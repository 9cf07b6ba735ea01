use std::io::{self, Write};

use hwaddr::{HardwareAddress, ParseAddressError, ADDRESS_LEN};
use log::info;
use newmac_core::controller::{eeprom_status, read_mac_address, release_eeprom_pins};
use newmac_core::{Eeprom, EepromError, EepromImage, Programmed, Progress, RegisterWindow};
use newmac_devmem::{EntropySource, HostError};

use crate::settings::Settings;

#[derive(Debug, thiserror::Error)]
pub enum AppError {
    #[error("invalid mac address {input:?}: {source}")]
    BadAddress {
        input: String,
        source: ParseAddressError,
    },
    #[error(transparent)]
    Host(#[from] HostError),
    #[error(transparent)]
    Eeprom(#[from] EepromError),
    #[error("cannot write output: {0}")]
    Output(#[from] io::Error),
}

/// What to store in the EEPROM
#[derive(Debug, Clone, Copy, PartialEq, Eq)]
pub enum Target {
    Given(HardwareAddress),
    Random,
}

impl Target {
    pub fn parse(text: &str) -> Result<Self, AppError> {
        text.parse()
            .map(Target::Given)
            .map_err(|source| AppError::BadAddress {
                input: text.to_string(),
                source,
            })
    }

    pub fn resolve<E: EntropySource + ?Sized>(
        &self,
        entropy: &mut E,
    ) -> Result<HardwareAddress, AppError> {
        match self {
            Target::Given(address) => Ok(*address),
            Target::Random => {
                let mut bytes = [0u8; ADDRESS_LEN];
                entropy.fill(&mut bytes)?;
                Ok(HardwareAddress::local_from_random(bytes))
            }
        }
    }
}

pub fn exit_code<T>(result: &Result<T, AppError>) -> i32 {
    match result {
        Ok(_) => 0,
        Err(_) => 1,
    }
}

/// Prints the EEPROM dumps as the engine produces them
struct DumpPrinter<'o, O: Write> {
    out: &'o mut O,
    failed: Option<io::Error>,
}

impl<'o, O: Write> DumpPrinter<'o, O> {
    fn emit(&mut self, text: std::fmt::Arguments) {
        if self.failed.is_none() {
            if let Err(e) = self.out.write_fmt(text).and_then(|_| self.out.flush()) {
                self.failed = Some(e);
            }
        }
    }

    fn dump(&mut self, image: &EepromImage) {
        self.emit(format_args!("Current eeprom:\n{}", image));
    }
}

impl<'o, O: Write> Progress for DumpPrinter<'o, O> {
    fn baseline(&mut self, image: &EepromImage) {
        self.dump(image);
    }

    fn writing(&mut self) {
        self.emit(format_args!("Write...\n"));
    }

    fn confirmed(&mut self, image: &EepromImage) {
        self.dump(image);
    }
}

/// Report the current state, pick the address, then run the EEPROM cycle
pub fn provision<W, E, O>(
    settings: &Settings,
    window: &mut W,
    target: Target,
    entropy: &mut E,
    out: &mut O,
) -> Result<Programmed, AppError>
where
    W: RegisterWindow,
    E: EntropySource + ?Sized,
    O: Write,
{
    let csr = read_mac_address(window);
    writeln!(out, "Current mac registers: {:08x} {:08x}", csr.addrh, csr.addrl)?;
    writeln!(out, "Current mac address {}", csr.address())?;

    let (raw, status) = eeprom_status(&*window);
    writeln!(out, "Current status in E2P_CMD: {:08x}", raw)?;
    if settings.verbose {
        writeln!(out, "E2P_CMD decoded: {:?}", status)?;
    }

    let address = target.resolve(entropy)?;
    writeln!(out, "Writing mac address {}", address)?;

    let gpio = release_eeprom_pins(window);
    writeln!(out, "gpiocfg was {:08x}", gpio.before)?;
    writeln!(out, "gpiocfg  is {:08x}", gpio.after)?;
    out.flush()?;

    let mut printer = DumpPrinter { out, failed: None };
    let programmed = Eeprom::new(&mut *window).program_address(&address, &mut printer);
    if let Some(e) = printer.failed {
        return Err(e.into());
    }
    let programmed = programmed?;

    info!(
        "EEPROM now holds {} (magic {})",
        programmed.after.stored_address(),
        if programmed.after.has_magic() { "ok" } else { "missing" }
    );
    Ok(programmed)
}

#[cfg(test)]
mod provision_tests {
    use super::*;
    use newmac_core::sim::SimulatedController;

    struct Fixed([u8; ADDRESS_LEN]);

    impl EntropySource for Fixed {
        fn fill(&mut self, buf: &mut [u8]) -> newmac_devmem::Result<()> {
            buf.copy_from_slice(&self.0[..buf.len()]);
            Ok(())
        }
    }

    struct Broken;

    impl EntropySource for Broken {
        fn fill(&mut self, _buf: &mut [u8]) -> newmac_devmem::Result<()> {
            Err(HostError::Entropy {
                source: rand::Error::new(io::Error::from(io::ErrorKind::UnexpectedEof)),
            })
        }
    }

    const STUB: [u8; ADDRESS_LEN] = [0x11, 0x22, 0x33, 0x44, 0x55, 0x66];

    fn run(
        sim: &mut SimulatedController,
        target: Target,
        entropy: &mut dyn EntropySource,
    ) -> (Result<Programmed, AppError>, String) {
        let mut out = Vec::new();
        let result = provision(&Settings::default(), sim, target, entropy, &mut out);
        (result, String::from_utf8(out).unwrap())
    }

    #[test]
    fn test_explicit_address_end_to_end() {
        let mut sim = SimulatedController::new();
        sim.set_busy_polls(1);
        let target = Target::parse("02:00:00:00:00:01").unwrap();

        let (result, text) = run(&mut sim, target, &mut Fixed(STUB));
        let programmed = result.unwrap();

        assert_eq!(&programmed.after.cells[..7], &[0xa5, 0x02, 0x00, 0x00, 0x00, 0x00, 0x01]);
        assert!(text.contains("Writing mac address 02:00:00:00:00:01\n"));
        assert!(text.contains("Write...\n"));
        assert!(text.contains("a5 02 00 00 00 00 01 ff\n"));
        assert_eq!(text.matches("Current eeprom:\n").count(), 2);
        assert_eq!(sim.gpio_cfg(), 0);
    }

    #[test]
    fn test_random_address_end_to_end() {
        let mut sim = SimulatedController::new();

        let (result, text) = run(&mut sim, Target::Random, &mut Fixed(STUB));
        let programmed = result.unwrap();

        assert_eq!(&programmed.after.cells[..7], &[0xa5, 0x12, 0x22, 0x33, 0x44, 0x55, 0x66]);
        assert!(text.contains("Writing mac address 12:22:33:44:55:66\n"));
    }

    #[test]
    fn test_report_lines() {
        let mut sim = SimulatedController::new();
        sim.set_mac_address([0x02, 0x80, 0xe1, 0x00, 0x12, 0x34]);

        let (result, text) = run(&mut sim, Target::Random, &mut Fixed(STUB));
        assert!(result.is_ok());

        let mut lines = text.lines();
        assert_eq!(lines.next(), Some("Current mac registers: 00003412 00e18002"));
        assert_eq!(lines.next(), Some("Current mac address 02:80:e1:00:12:34"));
        assert_eq!(lines.next(), Some("Current status in E2P_CMD: 00000000"));
        assert_eq!(lines.next(), Some("Writing mac address 12:22:33:44:55:66"));
        assert_eq!(lines.next(), Some("gpiocfg was 70700000"));
        assert_eq!(lines.next(), Some("gpiocfg  is 00000000"));
        assert_eq!(lines.next(), Some("Current eeprom:"));
        assert_eq!(lines.next(), Some("ff ff ff ff ff ff ff ff"));
    }

    #[test]
    fn test_missing_eeprom_is_fatal() {
        let mut sim = SimulatedController::absent();
        let target = Target::parse("02:00:00:00:00:01").unwrap();

        let (result, text) = run(&mut sim, target, &mut Fixed(STUB));

        assert!(matches!(result, Err(AppError::Eeprom(EepromError::Timeout { .. }))));
        assert_eq!(exit_code(&result), 1);
        assert_eq!(text.matches("Current eeprom:\n").count(), 1);
        assert!(!text.contains("Write..."));
        assert!(sim.cells().iter().all(|c| *c == 0xff));
    }

    #[test]
    fn test_entropy_failure_touches_nothing() {
        let mut sim = SimulatedController::new();

        let (result, text) = run(&mut sim, Target::Random, &mut Broken);

        assert!(matches!(result, Err(AppError::Host(HostError::Entropy { .. }))));
        assert_eq!(exit_code(&result), 1);
        assert!(!text.contains("Writing mac address"));
        assert!(sim.history().is_empty());
    }

    #[test]
    fn test_programming_twice_is_stable() {
        let mut sim = SimulatedController::new();
        let target = Target::parse("02:aa:bb:cc:dd:ee").unwrap();

        let first = run(&mut sim, target, &mut Fixed(STUB)).0.unwrap();
        let second = run(&mut sim, target, &mut Fixed(STUB)).0.unwrap();

        assert_eq!(&first.after.cells[..7], &second.after.cells[..7]);
        assert_eq!(exit_code(&Ok::<_, AppError>(second)), 0);
    }

    #[test]
    fn test_bad_address_message() {
        let err = Target::parse("02-00-00-00-00-01").unwrap_err();
        assert_eq!(
            err.to_string(),
            "invalid mac address \"02-00-00-00-00-01\": expected 6 fields, found 1"
        );
    }
}
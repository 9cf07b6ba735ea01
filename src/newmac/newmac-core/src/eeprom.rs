use core::fmt;
use core::fmt::Write as _;

use hwaddr::HardwareAddress;
use log::{debug, warn};

use crate::constants::e2p_cmd::*;
use crate::constants::e2p_data::EEPROM_DATA;
use crate::constants::eeprom::{ADDRESS_CELL, CELLS_PER_ROW, CELL_COUNT, MAGIC, MAGIC_CELL};
use crate::constants::registers::{E2P_CMD, E2P_DATA};
use crate::memory::{read_register, write_register, RegisterWindow};

/// EPC_CMD field of E2P_CMD
#[derive(Debug, Clone, Copy, PartialEq, Eq)]
pub enum Command {
    Read,
    Ewds, // erase/write disable
    Ewen, // erase/write enable
    Write,
    Wral, // write all
    Erase,
    Eral, // erase all
    Reload,
}

impl Command {
    pub fn code(self) -> u32 {
        match self {
            Command::Read => 0,
            Command::Ewds => 1,
            Command::Ewen => 2,
            Command::Write => 3,
            Command::Wral => 4,
            Command::Erase => 5,
            Command::Eral => 6,
            Command::Reload => 7,
        }
    }

    pub fn from_code(code: u32) -> Self {
        match code & 0x7 {
            0 => Command::Read,
            1 => Command::Ewds,
            2 => Command::Ewen,
            3 => Command::Write,
            4 => Command::Wral,
            5 => Command::Erase,
            6 => Command::Eral,
            _ => Command::Reload,
        }
    }
}

/// Decoded view of an E2P_CMD word
#[derive(Debug, Clone, Copy, PartialEq, Eq)]
pub struct CommandStatus {
    pub busy: bool,
    pub command: Command,
    pub timeout: bool,
    pub mac_addr_loaded: bool,
    pub addr: u8,
}

impl CommandStatus {
    pub fn decode(word: u32) -> Self {
        CommandStatus {
            busy: word & EPC_BUSY != 0,
            command: Command::from_code((word & EPC_CMD) >> EPC_CMD_SHIFT),
            timeout: word & EPC_TIMEOUT != 0,
            mac_addr_loaded: word & MAC_ADDR_LOADED != 0,
            addr: (word & EPC_ADDR) as u8,
        }
    }

    /// Command word as written by the host; status-only bits are left out
    pub fn command_word(command: Command, addr: u8) -> u32 {
        (command.code() << EPC_CMD_SHIFT) | (addr as u32 & EPC_ADDR)
    }
}

#[derive(Debug, thiserror::Error, Clone, Copy, PartialEq, Eq)]
pub enum EepromError {
    #[error("EEPROM timeout on {command:?} (E2P_CMD {status:#010x}), is an EEPROM fitted?")]
    Timeout { command: Command, status: u32 },
}

/// Snapshot of the cells this tool cares about
#[derive(Debug, Clone, Copy, PartialEq, Eq)]
pub struct EepromImage {
    pub cells: [u8; CELL_COUNT],
}

impl EepromImage {
    pub fn new(cells: [u8; CELL_COUNT]) -> Self {
        EepromImage { cells }
    }

    pub fn has_magic(&self) -> bool {
        self.cells[MAGIC_CELL as usize] == MAGIC
    }

    /// Address stored in cells 1-6, whether or not the magic byte is there
    pub fn stored_address(&self) -> HardwareAddress {
        let start = ADDRESS_CELL as usize;
        let mut octets = [0u8; hwaddr::ADDRESS_LEN];
        octets.copy_from_slice(&self.cells[start..start + hwaddr::ADDRESS_LEN]);
        HardwareAddress::new(octets)
    }

    /// Dump lines of eight two-digit hex cells separated by spaces
    pub fn rows(&self) -> impl Iterator<Item = heapless::String<DUMP_ROW_LEN>> + '_ {
        self.cells.chunks(CELLS_PER_ROW).map(dump_row)
    }
}

/// Width of one dump line
pub const DUMP_ROW_LEN: usize = 3 * CELLS_PER_ROW - 1;

fn dump_row(cells: &[u8]) -> heapless::String<DUMP_ROW_LEN> {
    let mut line = heapless::String::new();
    for (i, cell) in cells.iter().enumerate() {
        if i != 0 {
            let _ = line.push(' ');
        }
        let _ = write!(line, "{:02x}", cell);
    }
    line
}

impl fmt::Display for EepromImage {
    fn fmt(&self, f: &mut fmt::Formatter<'_>) -> fmt::Result {
        for row in self.rows() {
            writeln!(f, "{}", row)?;
        }
        Ok(())
    }
}

/// Hooks called while an address is being programmed
pub trait Progress {
    /// Image read before anything is unlocked
    fn baseline(&mut self, _image: &EepromImage) {}
    /// Unlock succeeded, cell writes are about to start
    fn writing(&mut self) {}
    /// Image read back after the array was locked again
    fn confirmed(&mut self, _image: &EepromImage) {}
}

impl Progress for () {}

/// Result of a complete program cycle
#[derive(Debug, Clone, Copy, PartialEq, Eq)]
pub struct Programmed {
    pub before: EepromImage,
    pub after: EepromImage,
}

/// EEPROM command engine on top of E2P_CMD / E2P_DATA.
/// Every command waits for BUSY to clear before and after it is issued.
pub struct Eeprom<W: RegisterWindow> {
    window: W,
}

impl<W: RegisterWindow> Eeprom<W> {
    pub fn new(window: W) -> Self {
        Eeprom { window }
    }

    pub fn into_inner(self) -> W {
        self.window
    }

    pub fn status(&self) -> CommandStatus {
        CommandStatus::decode(read_register(&self.window, E2P_CMD))
    }

    /// Spins until EPC_BUSY reads clear. There is no bound: a dead
    /// controller hangs here.
    pub fn wait_idle(&self) {
        while read_register(&self.window, E2P_CMD) & EPC_BUSY != 0 {
            core::hint::spin_loop();
        }
    }

    /// Latches the fields with BUSY clear, then writes them again with BUSY
    /// set. The controller starts on the BUSY transition.
    pub fn submit_command(&mut self, command: Command, addr: u8) {
        let word = CommandStatus::command_word(command, addr);
        debug!("E2P_CMD <- {:?} addr {} ({:#010x})", command, addr, word);
        write_register(&mut self.window, E2P_CMD, word);
        write_register(&mut self.window, E2P_CMD, word | EPC_BUSY);
    }

    pub fn read_cell(&mut self, addr: u8) -> u8 {
        debug_assert!((addr as usize) < CELL_COUNT);
        self.wait_idle();
        self.submit_command(Command::Read, addr);
        self.wait_idle();
        (read_register(&self.window, E2P_DATA) & EEPROM_DATA) as u8
    }

    pub fn read_image(&mut self) -> EepromImage {
        let mut cells = [0u8; CELL_COUNT];
        for (addr, cell) in cells.iter_mut().enumerate() {
            *cell = self.read_cell(addr as u8);
        }
        EepromImage::new(cells)
    }

    /// EWEN. A timeout here is the only reliable sign of a missing EEPROM.
    pub fn enable_write(&mut self) -> Result<(), EepromError> {
        self.wait_idle();
        self.submit_command(Command::Ewen, 0);
        self.wait_idle();

        let status = read_register(&self.window, E2P_CMD);
        if status & EPC_TIMEOUT != 0 {
            warn!("EWEN timed out, E2P_CMD = {:#010x}", status);
            return Err(EepromError::Timeout {
                command: Command::Ewen,
                status,
            });
        }
        Ok(())
    }

    /// Not verified; read the cell back if that matters.
    pub fn write_cell(&mut self, addr: u8, value: u8) {
        self.wait_idle();
        write_register(&mut self.window, E2P_DATA, value as u32);
        self.submit_command(Command::Write, addr);
        self.wait_idle();
    }

    pub fn disable_write(&mut self) {
        self.wait_idle();
        self.submit_command(Command::Ewds, 0);
        self.wait_idle();
    }

    /// Dump, unlock, write magic + address into cells 0-6, lock, dump.
    /// Fails only if the unlock times out, before any cell is touched.
    pub fn program_address<P: Progress + ?Sized>(
        &mut self,
        address: &HardwareAddress,
        progress: &mut P,
    ) -> Result<Programmed, EepromError> {
        let before = self.read_image();
        progress.baseline(&before);

        self.enable_write()?;
        progress.writing();

        self.write_cell(MAGIC_CELL, MAGIC);
        for (i, octet) in address.octets().iter().enumerate() {
            self.write_cell(ADDRESS_CELL + i as u8, *octet);
        }

        self.disable_write();

        let after = self.read_image();
        progress.confirmed(&after);
        debug!("programmed {}", address);

        Ok(Programmed { before, after })
    }
}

-------

▶ About this exercise: Transcribe, with no changes, the listing above from its first line through the line with "pub enum Target", including that line, and stop once it is done.

▶ Your solution:
repository 9cf07b6ba735ea01
use std::io::{self, Write};

use hwaddr::{HardwareAddress, ParseAddressError, ADDRESS_LEN};
use log::info;
use newmac_core::controller::{eeprom_status, read_mac_address, release_eeprom_pins};
use newmac_core::{Eeprom, EepromError, EepromImage, Programmed, Progress, RegisterWindow};
use newmac_devmem::{EntropySource, HostError};

use crate::settings::Settings;

#[derive(Debug, thiserror::Error)]
pub enum AppError {
    #[error("invalid mac address {input:?}: {source}")]
    BadAddress {
        input: String,
        source: ParseAddressError,
    },
    #[error(transparent)]
    Host(#[from] HostError),
    #[error(transparent)]
    Eeprom(#[from] EepromError),
    #[error("cannot write output: {0}")]
    Output(#[from] io::Error),
}

/// What to store in the EEPROM
#[derive(Debug, Clone, Copy, PartialEq, Eq)]
pub enum Target {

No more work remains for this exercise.